WHAT THIS TASK INVOLVES: In the entries below, find every line holding the string "least" and collect it.

─── DATA PROVIDED ───

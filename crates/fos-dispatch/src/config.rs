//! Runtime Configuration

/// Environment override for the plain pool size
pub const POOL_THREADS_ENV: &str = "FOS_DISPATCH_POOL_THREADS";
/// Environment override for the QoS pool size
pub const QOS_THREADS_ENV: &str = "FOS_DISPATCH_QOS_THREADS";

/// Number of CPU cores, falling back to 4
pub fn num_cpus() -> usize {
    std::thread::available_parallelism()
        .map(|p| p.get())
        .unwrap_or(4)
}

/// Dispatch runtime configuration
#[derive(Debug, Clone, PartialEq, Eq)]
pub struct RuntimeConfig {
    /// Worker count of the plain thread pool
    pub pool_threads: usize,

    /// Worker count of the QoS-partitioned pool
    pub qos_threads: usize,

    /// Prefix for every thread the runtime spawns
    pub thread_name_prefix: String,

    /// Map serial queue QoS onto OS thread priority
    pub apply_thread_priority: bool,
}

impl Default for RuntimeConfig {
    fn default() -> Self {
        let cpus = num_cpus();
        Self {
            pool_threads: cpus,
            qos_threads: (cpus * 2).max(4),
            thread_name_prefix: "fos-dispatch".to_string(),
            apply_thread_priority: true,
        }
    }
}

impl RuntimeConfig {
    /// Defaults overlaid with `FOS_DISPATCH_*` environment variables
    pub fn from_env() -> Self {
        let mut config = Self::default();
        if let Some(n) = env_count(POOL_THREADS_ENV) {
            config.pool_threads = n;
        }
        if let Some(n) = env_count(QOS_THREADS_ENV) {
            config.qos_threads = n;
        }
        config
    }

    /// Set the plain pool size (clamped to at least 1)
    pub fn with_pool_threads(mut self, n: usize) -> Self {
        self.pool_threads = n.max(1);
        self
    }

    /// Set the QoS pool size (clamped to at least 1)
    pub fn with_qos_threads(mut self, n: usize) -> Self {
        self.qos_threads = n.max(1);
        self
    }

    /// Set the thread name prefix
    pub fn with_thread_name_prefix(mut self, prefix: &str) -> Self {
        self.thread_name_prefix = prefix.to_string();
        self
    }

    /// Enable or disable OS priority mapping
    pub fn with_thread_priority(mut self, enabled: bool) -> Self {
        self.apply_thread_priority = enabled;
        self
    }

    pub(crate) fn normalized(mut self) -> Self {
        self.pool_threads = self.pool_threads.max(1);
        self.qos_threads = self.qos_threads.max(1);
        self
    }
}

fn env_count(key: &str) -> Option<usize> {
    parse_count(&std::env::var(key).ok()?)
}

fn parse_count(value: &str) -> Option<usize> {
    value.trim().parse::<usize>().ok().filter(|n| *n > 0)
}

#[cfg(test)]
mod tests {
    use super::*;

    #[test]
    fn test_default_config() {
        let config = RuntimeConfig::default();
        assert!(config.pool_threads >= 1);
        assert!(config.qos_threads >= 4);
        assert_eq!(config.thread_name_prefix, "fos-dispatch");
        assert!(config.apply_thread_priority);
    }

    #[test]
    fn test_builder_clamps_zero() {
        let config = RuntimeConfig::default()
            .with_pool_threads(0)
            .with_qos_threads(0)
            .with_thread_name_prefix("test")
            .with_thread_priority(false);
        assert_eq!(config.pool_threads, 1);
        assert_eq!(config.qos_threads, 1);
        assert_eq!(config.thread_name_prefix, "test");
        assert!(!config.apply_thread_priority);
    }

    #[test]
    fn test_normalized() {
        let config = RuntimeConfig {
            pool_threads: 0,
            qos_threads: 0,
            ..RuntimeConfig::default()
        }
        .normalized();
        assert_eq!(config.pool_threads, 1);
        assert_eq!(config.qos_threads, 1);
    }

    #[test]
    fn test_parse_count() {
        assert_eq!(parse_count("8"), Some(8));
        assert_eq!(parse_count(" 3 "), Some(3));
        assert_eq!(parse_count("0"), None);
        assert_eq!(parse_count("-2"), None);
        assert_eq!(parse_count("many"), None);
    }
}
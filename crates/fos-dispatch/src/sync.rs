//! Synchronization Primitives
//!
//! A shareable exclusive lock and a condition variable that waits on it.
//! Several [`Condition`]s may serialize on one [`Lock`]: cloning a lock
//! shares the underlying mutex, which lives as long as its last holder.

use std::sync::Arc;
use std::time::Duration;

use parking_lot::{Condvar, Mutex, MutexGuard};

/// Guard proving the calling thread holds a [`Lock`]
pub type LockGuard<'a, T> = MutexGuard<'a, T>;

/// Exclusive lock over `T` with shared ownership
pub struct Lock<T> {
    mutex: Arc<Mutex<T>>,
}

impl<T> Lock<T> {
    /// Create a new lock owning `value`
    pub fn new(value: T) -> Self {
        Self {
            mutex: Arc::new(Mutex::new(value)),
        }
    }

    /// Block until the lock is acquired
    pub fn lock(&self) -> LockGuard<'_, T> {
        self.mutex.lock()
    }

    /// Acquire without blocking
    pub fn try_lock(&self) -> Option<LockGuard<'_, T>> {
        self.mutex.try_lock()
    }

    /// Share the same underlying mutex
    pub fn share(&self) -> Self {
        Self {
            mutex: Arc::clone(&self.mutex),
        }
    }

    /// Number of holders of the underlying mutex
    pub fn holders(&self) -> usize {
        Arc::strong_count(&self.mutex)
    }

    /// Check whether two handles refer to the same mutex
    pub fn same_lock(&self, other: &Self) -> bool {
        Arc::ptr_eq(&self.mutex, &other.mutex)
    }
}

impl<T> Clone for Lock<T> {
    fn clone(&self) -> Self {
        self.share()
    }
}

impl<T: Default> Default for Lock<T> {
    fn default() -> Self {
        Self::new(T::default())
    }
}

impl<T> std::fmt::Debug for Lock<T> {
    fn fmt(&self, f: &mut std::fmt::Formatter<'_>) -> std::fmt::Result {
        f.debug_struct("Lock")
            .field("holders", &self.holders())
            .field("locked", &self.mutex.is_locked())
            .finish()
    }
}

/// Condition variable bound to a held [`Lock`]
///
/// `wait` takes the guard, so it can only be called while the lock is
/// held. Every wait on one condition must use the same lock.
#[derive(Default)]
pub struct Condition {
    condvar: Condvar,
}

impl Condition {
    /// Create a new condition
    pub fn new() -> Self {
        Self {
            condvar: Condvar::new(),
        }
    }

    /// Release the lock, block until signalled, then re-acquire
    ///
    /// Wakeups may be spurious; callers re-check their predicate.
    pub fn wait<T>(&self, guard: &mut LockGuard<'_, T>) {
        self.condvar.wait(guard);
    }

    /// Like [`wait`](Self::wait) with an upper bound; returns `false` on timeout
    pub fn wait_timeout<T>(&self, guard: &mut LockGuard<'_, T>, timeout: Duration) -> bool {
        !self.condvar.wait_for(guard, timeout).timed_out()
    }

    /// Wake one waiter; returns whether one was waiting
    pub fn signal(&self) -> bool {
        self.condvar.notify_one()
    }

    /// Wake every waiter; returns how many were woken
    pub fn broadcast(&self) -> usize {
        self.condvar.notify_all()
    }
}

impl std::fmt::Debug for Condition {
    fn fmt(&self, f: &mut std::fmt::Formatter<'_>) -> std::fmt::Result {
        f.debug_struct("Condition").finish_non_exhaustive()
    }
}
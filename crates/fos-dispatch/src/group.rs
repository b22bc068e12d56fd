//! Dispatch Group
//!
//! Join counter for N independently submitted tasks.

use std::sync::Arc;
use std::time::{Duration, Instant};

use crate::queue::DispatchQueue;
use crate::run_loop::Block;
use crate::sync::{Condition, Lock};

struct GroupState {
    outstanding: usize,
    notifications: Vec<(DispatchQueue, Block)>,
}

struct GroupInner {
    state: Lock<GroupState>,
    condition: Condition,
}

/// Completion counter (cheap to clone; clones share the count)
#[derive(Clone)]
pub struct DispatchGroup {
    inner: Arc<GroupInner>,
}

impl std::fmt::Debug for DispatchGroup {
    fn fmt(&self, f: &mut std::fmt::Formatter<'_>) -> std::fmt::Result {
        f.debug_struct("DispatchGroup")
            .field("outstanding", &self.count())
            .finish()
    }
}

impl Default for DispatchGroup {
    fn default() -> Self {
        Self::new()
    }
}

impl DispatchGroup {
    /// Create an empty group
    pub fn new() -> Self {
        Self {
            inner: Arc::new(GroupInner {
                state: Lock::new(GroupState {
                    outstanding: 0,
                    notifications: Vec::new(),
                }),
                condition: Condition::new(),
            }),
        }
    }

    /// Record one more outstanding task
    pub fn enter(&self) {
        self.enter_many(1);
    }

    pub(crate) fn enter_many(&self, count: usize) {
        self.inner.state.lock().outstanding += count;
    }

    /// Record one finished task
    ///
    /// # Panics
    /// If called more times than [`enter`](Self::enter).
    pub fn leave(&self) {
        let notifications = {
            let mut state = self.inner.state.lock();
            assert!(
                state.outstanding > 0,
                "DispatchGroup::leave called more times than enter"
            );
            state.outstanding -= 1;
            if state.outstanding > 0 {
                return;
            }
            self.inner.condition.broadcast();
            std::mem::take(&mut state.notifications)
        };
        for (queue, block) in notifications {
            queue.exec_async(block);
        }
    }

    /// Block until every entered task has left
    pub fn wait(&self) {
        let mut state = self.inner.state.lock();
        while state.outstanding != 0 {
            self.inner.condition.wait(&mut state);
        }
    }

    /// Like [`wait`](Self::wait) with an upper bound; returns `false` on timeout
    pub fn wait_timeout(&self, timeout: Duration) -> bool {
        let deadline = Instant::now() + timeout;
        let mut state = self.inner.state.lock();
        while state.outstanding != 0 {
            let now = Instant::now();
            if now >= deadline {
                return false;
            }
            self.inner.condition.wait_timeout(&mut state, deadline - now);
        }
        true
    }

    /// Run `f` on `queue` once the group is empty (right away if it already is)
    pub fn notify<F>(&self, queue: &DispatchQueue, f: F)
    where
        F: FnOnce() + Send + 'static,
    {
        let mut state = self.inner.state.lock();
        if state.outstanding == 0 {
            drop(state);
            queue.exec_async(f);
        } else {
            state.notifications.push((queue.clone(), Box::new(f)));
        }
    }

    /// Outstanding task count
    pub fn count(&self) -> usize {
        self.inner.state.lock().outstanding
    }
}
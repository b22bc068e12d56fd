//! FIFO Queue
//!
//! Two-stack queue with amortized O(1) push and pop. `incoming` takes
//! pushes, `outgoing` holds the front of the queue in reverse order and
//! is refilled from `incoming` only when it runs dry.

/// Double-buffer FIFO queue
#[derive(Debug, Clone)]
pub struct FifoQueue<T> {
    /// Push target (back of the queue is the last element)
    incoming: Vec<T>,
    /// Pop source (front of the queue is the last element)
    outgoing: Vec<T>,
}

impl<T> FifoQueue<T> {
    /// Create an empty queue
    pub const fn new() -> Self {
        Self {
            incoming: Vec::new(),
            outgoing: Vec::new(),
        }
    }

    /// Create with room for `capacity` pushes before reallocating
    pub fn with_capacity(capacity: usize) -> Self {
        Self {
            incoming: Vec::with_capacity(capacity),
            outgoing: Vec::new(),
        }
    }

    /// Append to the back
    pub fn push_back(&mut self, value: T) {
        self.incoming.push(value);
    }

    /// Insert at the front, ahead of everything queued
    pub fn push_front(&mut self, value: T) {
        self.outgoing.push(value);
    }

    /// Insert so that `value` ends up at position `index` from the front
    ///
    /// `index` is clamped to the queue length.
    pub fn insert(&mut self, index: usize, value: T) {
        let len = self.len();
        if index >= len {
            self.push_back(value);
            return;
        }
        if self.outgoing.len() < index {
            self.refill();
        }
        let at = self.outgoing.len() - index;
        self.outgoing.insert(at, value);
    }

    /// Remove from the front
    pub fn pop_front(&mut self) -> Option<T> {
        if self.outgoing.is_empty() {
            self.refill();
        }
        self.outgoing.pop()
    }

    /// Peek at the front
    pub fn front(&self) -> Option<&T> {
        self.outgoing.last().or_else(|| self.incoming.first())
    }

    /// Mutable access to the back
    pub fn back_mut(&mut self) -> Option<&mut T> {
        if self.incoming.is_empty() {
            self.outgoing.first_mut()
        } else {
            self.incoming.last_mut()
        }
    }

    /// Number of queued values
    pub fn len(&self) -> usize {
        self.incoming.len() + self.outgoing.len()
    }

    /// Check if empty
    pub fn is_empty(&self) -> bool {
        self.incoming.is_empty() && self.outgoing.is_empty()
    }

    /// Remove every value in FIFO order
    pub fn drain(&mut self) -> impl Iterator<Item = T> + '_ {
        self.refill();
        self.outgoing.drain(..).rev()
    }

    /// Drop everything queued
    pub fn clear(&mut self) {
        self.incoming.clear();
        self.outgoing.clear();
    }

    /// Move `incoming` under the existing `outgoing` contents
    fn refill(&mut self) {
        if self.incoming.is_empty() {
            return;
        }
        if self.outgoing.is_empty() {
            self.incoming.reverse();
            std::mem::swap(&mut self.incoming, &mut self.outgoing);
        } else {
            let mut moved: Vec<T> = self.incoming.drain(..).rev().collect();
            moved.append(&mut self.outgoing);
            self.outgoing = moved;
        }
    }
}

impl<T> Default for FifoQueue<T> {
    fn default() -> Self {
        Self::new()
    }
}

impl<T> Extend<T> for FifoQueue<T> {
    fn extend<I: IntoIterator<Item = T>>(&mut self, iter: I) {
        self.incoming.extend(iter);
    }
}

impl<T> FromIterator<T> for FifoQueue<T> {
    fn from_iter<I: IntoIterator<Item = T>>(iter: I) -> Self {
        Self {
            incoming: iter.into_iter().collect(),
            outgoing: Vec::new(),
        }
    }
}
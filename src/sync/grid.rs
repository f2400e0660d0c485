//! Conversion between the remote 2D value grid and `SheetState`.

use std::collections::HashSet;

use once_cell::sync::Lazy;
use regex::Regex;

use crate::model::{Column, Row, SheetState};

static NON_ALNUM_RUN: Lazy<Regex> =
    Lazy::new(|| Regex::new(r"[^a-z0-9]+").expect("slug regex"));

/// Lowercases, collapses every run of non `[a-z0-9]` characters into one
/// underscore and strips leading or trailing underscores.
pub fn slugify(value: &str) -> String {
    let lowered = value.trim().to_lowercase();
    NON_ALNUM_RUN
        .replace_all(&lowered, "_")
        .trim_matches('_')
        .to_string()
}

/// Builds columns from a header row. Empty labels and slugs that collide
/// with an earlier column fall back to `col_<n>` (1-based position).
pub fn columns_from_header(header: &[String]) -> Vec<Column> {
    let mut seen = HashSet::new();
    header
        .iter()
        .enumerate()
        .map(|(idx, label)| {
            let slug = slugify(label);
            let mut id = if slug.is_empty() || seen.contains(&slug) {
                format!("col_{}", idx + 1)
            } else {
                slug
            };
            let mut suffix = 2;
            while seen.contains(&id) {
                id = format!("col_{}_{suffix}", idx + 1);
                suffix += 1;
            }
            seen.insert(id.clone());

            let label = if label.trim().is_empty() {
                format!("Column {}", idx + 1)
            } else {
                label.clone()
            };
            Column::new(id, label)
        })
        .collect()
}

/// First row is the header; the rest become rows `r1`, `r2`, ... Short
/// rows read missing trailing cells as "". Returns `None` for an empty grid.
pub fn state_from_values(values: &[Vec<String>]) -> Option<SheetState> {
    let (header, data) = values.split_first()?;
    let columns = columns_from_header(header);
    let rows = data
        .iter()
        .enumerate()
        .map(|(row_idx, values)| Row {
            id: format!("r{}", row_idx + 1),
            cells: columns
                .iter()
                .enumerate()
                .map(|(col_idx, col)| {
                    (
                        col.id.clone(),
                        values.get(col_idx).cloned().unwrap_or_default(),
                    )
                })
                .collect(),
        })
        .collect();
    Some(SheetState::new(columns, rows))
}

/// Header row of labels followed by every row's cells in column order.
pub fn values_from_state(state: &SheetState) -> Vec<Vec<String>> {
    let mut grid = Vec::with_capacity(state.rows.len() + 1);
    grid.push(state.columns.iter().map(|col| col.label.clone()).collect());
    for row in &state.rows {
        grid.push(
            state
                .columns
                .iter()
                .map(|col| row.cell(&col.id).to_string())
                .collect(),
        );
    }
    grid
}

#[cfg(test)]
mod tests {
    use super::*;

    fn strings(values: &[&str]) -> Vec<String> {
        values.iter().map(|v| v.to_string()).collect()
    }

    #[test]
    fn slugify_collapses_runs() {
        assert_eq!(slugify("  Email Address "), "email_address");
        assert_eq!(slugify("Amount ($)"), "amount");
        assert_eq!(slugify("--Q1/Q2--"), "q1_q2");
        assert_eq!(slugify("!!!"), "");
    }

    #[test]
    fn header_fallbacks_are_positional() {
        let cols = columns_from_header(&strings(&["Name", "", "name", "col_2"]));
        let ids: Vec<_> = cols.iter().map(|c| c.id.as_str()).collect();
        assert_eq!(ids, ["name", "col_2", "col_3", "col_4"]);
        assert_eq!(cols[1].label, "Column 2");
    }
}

───

EXPECTED ANSWER:
    /// Set the plain pool size (clamped to at least 1)
    /// Set the QoS pool size (clamped to at least 1)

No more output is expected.